• Collected data
##############################

//! Settlement events
//!
//! Completion and failure events go out on a broadcast channel. Publishing
//! never blocks: without subscribers the event is dropped, and a slow
//! subscriber loses the oldest events.

use crate::types::{Currency, FailureKind, SettlementId, SettlementResult, SettlementStatus};
use chrono::{DateTime, Utc};
use rust_decimal::Decimal;
use serde::{Deserialize, Serialize};
use tokio::sync::broadcast;
use tracing::trace;
use uuid::Uuid;

/// Event emitted when a settlement changes state
#[derive(Debug, Clone, Serialize, Deserialize)]
pub struct SettlementEvent {
    /// Settlement ID
    pub settlement_id: SettlementId,

    /// Request ID
    pub request_id: Uuid,

    /// Status reached
    pub status: SettlementStatus,

    /// Amount
    pub amount: Decimal,

    /// Currency
    pub currency: Currency,

    /// Latency in milliseconds
    pub latency_ms: f64,

    /// Failure classification
    pub failure_kind: Option<FailureKind>,

    /// Emitted at
    pub emitted_at: DateTime<Utc>,
}

impl From<&SettlementResult> for SettlementEvent {
    fn from(result: &SettlementResult) -> Self {
        Self {
            settlement_id: result.settlement_id,
            request_id: result.request_id,
            status: result.status,
            amount: result.amount,
            currency: result.currency,
            latency_ms: result.latency_ms,
            failure_kind: result.failure_kind,
            emitted_at: Utc::now(),
        }
    }
}

/// Best-effort event publisher
#[derive(Debug, Clone)]
pub struct EventPublisher {
    sender: broadcast::Sender<SettlementEvent>,
}

impl EventPublisher {
    /// Create publisher with a bounded channel
    pub fn new(capacity: usize) -> Self {
        let (sender, _) = broadcast::channel(capacity.max(1));
        Self { sender }
    }

    /// Subscribe to events published from now on
    pub fn subscribe(&self) -> broadcast::Receiver<SettlementEvent> {
        self.sender.subscribe()
    }

    /// Publish a result; returns the number of subscribers reached
    pub fn publish(&self, result: &SettlementResult) -> usize {
        match self.sender.send(SettlementEvent::from(result)) {
            Ok(receivers) => receivers,
            Err(_) => {
                trace!("No subscribers for settlement {}", result.settlement_id);
                0
            }
        }
    }
}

##############################

• Work to be completed
Each of the records should be written out again, exactly as it reads.

• Problem solution
//! Settlement events
//!
//! Completion and failure events go out on a broadcast channel. Publishing
//! never blocks: without subscribers the event is dropped, and a slow
//! subscriber loses the oldest events.

use crate::types::{Currency, FailureKind, SettlementId, SettlementResult, SettlementStatus};
use chrono::{DateTime, Utc};
use rust_decimal::Decimal;
use serde::{Deserialize, Serialize};
use tokio::sync::broadcast;
use tracing::trace;
use uuid::Uuid;

/// Event emitted when a settlement changes state
#[derive(Debug, Clone, Serialize, Deserialize)]
pub struct SettlementEvent {
    /// Settlement ID
    pub settlement_id: SettlementId,

    /// Request ID
    pub request_id: Uuid,

    /// Status reached
    pub status: SettlementStatus,

    /// Amount
    pub amount: Decimal,

    /// Currency
    pub currency: Currency,

    /// Latency in milliseconds
    pub latency_ms: f64,

    /// Failure classification
    pub failure_kind: Option<FailureKind>,

    /// Emitted at
    pub emitted_at: DateTime<Utc>,
}

impl From<&SettlementResult> for SettlementEvent {
    fn from(result: &SettlementResult) -> Self {
        Self {
            settlement_id: result.settlement_id,
            request_id: result.request_id,
            status: result.status,
            amount: result.amount,
            currency: result.currency,
            latency_ms: result.latency_ms,
            failure_kind: result.failure_kind,
            emitted_at: Utc::now(),
        }
    }
}

/// Best-effort event publisher
#[derive(Debug, Clone)]
pub struct EventPublisher {
    sender: broadcast::Sender<SettlementEvent>,
}

impl EventPublisher {
    /// Create publisher with a bounded channel
    pub fn new(capacity: usize) -> Self {
        let (sender, _) = broadcast::channel(capacity.max(1));
        Self { sender }
    }

    /// Subscribe to events published from now on
    pub fn subscribe(&self) -> broadcast::Receiver<SettlementEvent> {
        self.sender.subscribe()
    }

    /// Publish a result; returns the number of subscribers reached
    pub fn publish(&self, result: &SettlementResult) -> usize {
        match self.sender.send(SettlementEvent::from(result)) {
            Ok(receivers) => receivers,
            Err(_) => {
                trace!("No subscribers for settlement {}", result.settlement_id);
                0
            }
        }
    }
}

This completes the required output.